▸ What this task involves: Your answer should contain every line of the records, transcribed word for word.

[Items from a dataset]
▬▬▬▬▬▬

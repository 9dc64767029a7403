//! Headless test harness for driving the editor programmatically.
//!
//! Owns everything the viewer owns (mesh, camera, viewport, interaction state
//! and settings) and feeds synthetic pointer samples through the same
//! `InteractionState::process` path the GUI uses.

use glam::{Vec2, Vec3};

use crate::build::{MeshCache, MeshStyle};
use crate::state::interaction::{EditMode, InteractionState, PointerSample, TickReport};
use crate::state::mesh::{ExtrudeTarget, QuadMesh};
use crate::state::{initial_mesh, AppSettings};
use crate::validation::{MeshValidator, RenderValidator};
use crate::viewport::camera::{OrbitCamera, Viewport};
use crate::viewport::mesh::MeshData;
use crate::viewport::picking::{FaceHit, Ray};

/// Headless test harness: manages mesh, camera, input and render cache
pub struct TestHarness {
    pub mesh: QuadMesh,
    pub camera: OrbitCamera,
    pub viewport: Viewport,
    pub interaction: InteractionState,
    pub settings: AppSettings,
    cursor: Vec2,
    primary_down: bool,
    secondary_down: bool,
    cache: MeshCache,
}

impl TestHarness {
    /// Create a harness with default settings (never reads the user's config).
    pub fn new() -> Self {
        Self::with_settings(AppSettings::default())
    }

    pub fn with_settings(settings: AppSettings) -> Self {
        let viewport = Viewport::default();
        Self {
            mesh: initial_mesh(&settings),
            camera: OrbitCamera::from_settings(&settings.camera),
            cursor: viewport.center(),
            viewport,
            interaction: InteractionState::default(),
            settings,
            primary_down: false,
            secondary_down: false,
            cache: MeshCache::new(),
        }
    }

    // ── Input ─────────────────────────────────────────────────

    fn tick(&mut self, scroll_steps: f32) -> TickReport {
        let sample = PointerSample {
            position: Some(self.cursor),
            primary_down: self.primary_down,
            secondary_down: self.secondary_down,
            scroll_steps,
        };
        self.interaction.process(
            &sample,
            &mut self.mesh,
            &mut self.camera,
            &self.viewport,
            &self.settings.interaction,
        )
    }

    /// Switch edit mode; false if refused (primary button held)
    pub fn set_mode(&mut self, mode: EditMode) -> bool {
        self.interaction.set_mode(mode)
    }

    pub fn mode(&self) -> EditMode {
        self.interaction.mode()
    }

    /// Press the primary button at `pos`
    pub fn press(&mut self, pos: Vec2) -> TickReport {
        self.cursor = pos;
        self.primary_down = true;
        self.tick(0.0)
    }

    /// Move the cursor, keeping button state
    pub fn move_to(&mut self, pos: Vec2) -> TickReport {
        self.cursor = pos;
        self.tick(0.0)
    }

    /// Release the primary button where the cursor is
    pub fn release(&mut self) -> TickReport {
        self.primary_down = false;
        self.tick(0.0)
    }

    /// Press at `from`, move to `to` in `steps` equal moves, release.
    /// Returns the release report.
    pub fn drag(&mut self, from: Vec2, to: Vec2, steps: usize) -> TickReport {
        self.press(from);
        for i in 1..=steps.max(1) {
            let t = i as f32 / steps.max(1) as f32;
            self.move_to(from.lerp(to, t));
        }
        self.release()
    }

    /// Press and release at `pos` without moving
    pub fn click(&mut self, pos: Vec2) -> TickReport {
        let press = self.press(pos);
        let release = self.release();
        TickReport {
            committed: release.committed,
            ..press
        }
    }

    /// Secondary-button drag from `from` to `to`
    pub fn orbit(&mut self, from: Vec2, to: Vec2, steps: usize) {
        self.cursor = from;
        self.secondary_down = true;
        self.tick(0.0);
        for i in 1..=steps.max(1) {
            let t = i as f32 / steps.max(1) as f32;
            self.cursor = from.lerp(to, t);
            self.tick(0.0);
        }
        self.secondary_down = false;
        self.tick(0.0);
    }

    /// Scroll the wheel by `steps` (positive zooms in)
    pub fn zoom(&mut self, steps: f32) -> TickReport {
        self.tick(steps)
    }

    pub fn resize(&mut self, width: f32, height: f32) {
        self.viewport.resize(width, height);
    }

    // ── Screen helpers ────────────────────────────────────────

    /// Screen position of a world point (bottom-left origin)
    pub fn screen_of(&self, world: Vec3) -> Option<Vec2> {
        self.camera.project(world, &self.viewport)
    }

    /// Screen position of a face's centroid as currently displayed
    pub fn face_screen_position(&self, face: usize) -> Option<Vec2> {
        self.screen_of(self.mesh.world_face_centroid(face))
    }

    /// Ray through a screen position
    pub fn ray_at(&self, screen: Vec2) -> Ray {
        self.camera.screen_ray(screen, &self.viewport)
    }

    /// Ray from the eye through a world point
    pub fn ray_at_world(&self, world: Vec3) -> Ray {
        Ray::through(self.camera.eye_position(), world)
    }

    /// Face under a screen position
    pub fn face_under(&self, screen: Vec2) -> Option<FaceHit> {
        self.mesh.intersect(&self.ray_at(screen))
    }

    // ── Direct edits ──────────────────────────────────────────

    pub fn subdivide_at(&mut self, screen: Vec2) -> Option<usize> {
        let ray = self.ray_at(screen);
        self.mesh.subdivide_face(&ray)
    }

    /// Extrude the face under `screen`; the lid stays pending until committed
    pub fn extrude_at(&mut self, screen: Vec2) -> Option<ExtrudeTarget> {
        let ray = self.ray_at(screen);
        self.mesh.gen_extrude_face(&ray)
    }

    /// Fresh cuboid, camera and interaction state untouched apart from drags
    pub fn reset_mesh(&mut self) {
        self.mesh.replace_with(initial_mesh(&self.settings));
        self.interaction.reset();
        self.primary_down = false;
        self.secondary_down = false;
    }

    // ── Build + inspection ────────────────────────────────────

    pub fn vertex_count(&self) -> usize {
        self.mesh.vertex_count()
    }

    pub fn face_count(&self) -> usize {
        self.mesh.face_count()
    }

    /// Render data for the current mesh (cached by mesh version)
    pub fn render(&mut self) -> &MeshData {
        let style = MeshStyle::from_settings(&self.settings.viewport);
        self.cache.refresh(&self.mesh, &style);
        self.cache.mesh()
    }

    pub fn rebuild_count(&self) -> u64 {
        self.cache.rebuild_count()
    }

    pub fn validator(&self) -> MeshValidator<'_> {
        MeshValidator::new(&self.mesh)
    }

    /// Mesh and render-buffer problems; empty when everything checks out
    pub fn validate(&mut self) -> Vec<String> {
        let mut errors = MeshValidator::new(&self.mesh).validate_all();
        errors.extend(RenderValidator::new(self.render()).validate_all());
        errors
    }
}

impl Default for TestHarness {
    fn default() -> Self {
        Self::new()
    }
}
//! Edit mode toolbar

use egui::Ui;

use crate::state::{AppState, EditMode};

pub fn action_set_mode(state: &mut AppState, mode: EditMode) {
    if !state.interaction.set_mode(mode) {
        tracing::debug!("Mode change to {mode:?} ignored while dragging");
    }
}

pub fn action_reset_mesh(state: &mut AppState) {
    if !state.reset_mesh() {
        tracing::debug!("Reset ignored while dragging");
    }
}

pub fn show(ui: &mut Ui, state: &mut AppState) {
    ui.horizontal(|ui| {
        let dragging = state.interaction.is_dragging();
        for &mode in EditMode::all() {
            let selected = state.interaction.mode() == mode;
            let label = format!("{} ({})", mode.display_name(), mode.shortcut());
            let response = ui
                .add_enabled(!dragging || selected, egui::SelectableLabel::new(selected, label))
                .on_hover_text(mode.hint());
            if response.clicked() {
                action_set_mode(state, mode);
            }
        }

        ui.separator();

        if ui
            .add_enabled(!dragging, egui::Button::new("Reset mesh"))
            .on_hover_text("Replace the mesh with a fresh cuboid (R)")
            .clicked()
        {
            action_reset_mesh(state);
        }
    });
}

▬▬▬▬▬▬

▸ Solution for this problem:
repository 9dc64767029a7403
//! Headless test harness for driving the editor programmatically.
//!
//! Owns everything the viewer owns (mesh, camera, viewport, interaction state
//! and settings) and feeds synthetic pointer samples through the same
//! `InteractionState::process` path the GUI uses.

use glam::{Vec2, Vec3};

use crate::build::{MeshCache, MeshStyle};
use crate::state::interaction::{EditMode, InteractionState, PointerSample, TickReport};
use crate::state::mesh::{ExtrudeTarget, QuadMesh};
use crate::state::{initial_mesh, AppSettings};
use crate::validation::{MeshValidator, RenderValidator};
use crate::viewport::camera::{OrbitCamera, Viewport};
use crate::viewport::mesh::MeshData;
use crate::viewport::picking::{FaceHit, Ray};

/// Headless test harness: manages mesh, camera, input and render cache
pub struct TestHarness {
    pub mesh: QuadMesh,
    pub camera: OrbitCamera,
    pub viewport: Viewport,
    pub interaction: InteractionState,
    pub settings: AppSettings,
    cursor: Vec2,
    primary_down: bool,
    secondary_down: bool,
    cache: MeshCache,
}

impl TestHarness {
    /// Create a harness with default settings (never reads the user's config).
    pub fn new() -> Self {
        Self::with_settings(AppSettings::default())
    }

    pub fn with_settings(settings: AppSettings) -> Self {
        let viewport = Viewport::default();
        Self {
            mesh: initial_mesh(&settings),
            camera: OrbitCamera::from_settings(&settings.camera),
            cursor: viewport.center(),
            viewport,
            interaction: InteractionState::default(),
            settings,
            primary_down: false,
            secondary_down: false,
            cache: MeshCache::new(),
        }
    }

    // ── Input ─────────────────────────────────────────────────

    fn tick(&mut self, scroll_steps: f32) -> TickReport {
        let sample = PointerSample {
            position: Some(self.cursor),
            primary_down: self.primary_down,
            secondary_down: self.secondary_down,
            scroll_steps,
        };
        self.interaction.process(
            &sample,
            &mut self.mesh,
            &mut self.camera,
            &self.viewport,
            &self.settings.interaction,
        )
    }

    /// Switch edit mode; false if refused (primary button held)
    pub fn set_mode(&mut self, mode: EditMode) -> bool {
        self.interaction.set_mode(mode)
    }

    pub fn mode(&self) -> EditMode {
        self.interaction.mode()
    }

    /// Press the primary button at `pos`
    pub fn press(&mut self, pos: Vec2) -> TickReport {
        self.cursor = pos;
        self.primary_down = true;
        self.tick(0.0)
    }

    /// Move the cursor, keeping button state
    pub fn move_to(&mut self, pos: Vec2) -> TickReport {
        self.cursor = pos;
        self.tick(0.0)
    }

    /// Release the primary button where the cursor is
    pub fn release(&mut self) -> TickReport {
        self.primary_down = false;
        self.tick(0.0)
    }

    /// Press at `from`, move to `to` in `steps` equal moves, release.
    /// Returns the release report.
    pub fn drag(&mut self, from: Vec2, to: Vec2, steps: usize) -> TickReport {
        self.press(from);
        for i in 1..=steps.max(1) {
            let t = i as f32 / steps.max(1) as f32;
            self.move_to(from.lerp(to, t));
        }
        self.release()
    }

    /// Press and release at `pos` without moving
    pub fn click(&mut self, pos: Vec2) -> TickReport {
        let press = self.press(pos);
        let release = self.release();
        TickReport {
            committed: release.committed,
            ..press
        }
    }

    /// Secondary-button drag from `from` to `to`
    pub fn orbit(&mut self, from: Vec2, to: Vec2, steps: usize) {
        self.cursor = from;
        self.secondary_down = true;
        self.tick(0.0);
        for i in 1..=steps.max(1) {
            let t = i as f32 / steps.max(1) as f32;
            self.cursor = from.lerp(to, t);
            self.tick(0.0);
        }
        self.secondary_down = false;
        self.tick(0.0);
    }

    /// Scroll the wheel by `steps` (positive zooms in)
    pub fn zoom(&mut self, steps: f32) -> TickReport {
        self.tick(steps)
    }

    pub fn resize(&mut self, width: f32, height: f32) {
        self.viewport.resize(width, height);
    }

    // ── Screen helpers ────────────────────────────────────────

    /// Screen position of a world point (bottom-left origin)
    pub fn screen_of(&self, world: Vec3) -> Option<Vec2> {
        self.camera.project(world, &self.viewport)
    }

    /// Screen position of a face's centroid as currently displayed
    pub fn face_screen_position(&self, face: usize) -> Option<Vec2> {
        self.screen_of(self.mesh.world_face_centroid(face))
    }

    /// Ray through a screen position
    pub fn ray_at(&self, screen: Vec2) -> Ray {
        self.camera.screen_ray(screen, &self.viewport)
    }

    /// Ray from the eye through a world point
    pub fn ray_at_world(&self, world: Vec3) -> Ray {
        Ray::through(self.camera.eye_position(), world)
    }

    /// Face under a screen position
    pub fn face_under(&self, screen: Vec2) -> Option<FaceHit> {
        self.mesh.intersect(&self.ray_at(screen))
    }

    // ── Direct edits ──────────────────────────────────────────

    pub fn subdivide_at(&mut self, screen: Vec2) -> Option<usize> {
        let ray = self.ray_at(screen);
        self.mesh.subdivide_face(&ray)
    }

    /// Extrude the face under `screen`; the lid stays pending until committed
    pub fn extrude_at(&mut self, screen: Vec2) -> Option<ExtrudeTarget> {
        let ray = self.ray_at(screen);
        self.mesh.gen_extrude_face(&ray)
    }

    /// Fresh cuboid, camera and interaction state untouched apart from drags
    pub fn reset_mesh(&mut self) {
        self.mesh.replace_with(initial_mesh(&self.settings));
        self.interaction.reset();
        self.primary_down = false;
        self.secondary_down = false;
    }

    // ── Build + inspection ────────────────────────────────────

    pub fn vertex_count(&self) -> usize {
        self.mesh.vertex_count()
    }

    pub fn face_count(&self) -> usize {
        self.mesh.face_count()
    }

    /// Render data for the current mesh (cached by mesh version)
    pub fn render(&mut self) -> &MeshData {
        let style = MeshStyle::from_settings(&self.settings.viewport);
        self.cache.refresh(&self.mesh, &style);
        self.cache.mesh()
    }

    pub fn rebuild_count(&self) -> u64 {
        self.cache.rebuild_count()
    }

    pub fn validator(&self) -> MeshValidator<'_> {
        MeshValidator::new(&self.mesh)
    }

    /// Mesh and render-buffer problems; empty when everything checks out
    pub fn validate(&mut self) -> Vec<String> {
        let mut errors = MeshValidator::new(&self.mesh).validate_all();
        errors.extend(RenderValidator::new(self.render()).validate_all());
        errors
    }
}

impl Default for TestHarness {
    fn default() -> Self {
        Self::new()
    }
}
//! Edit mode toolbar

use egui::Ui;

use crate::state::{AppState, EditMode};

pub fn action_set_mode(state: &mut AppState, mode: EditMode) {
    if !state.interaction.set_mode(mode) {
        tracing::debug!("Mode change to {mode:?} ignored while dragging");
    }
}

pub fn action_reset_mesh(state: &mut AppState) {
    if !state.reset_mesh() {
        tracing::debug!("Reset ignored while dragging");
    }
}

pub fn show(ui: &mut Ui, state: &mut AppState) {
    ui.horizontal(|ui| {
        let dragging = state.interaction.is_dragging();
        for &mode in EditMode::all() {
            let selected = state.interaction.mode() == mode;
            let label = format!("{} ({})", mode.display_name(), mode.shortcut());
            let response = ui
                .add_enabled(!dragging || selected, egui::SelectableLabel::new(selected, label))
                .on_hover_text(mode.hint());
            if response.clicked() {
                action_set_mode(state, mode);
            }
        }

        ui.separator();

        if ui
            .add_enabled(!dragging, egui::Button::new("Reset mesh"))
            .on_hover_text("Replace the mesh with a fresh cuboid (R)")
            .clicked()
        {
            action_reset_mesh(state);
        }
    });
}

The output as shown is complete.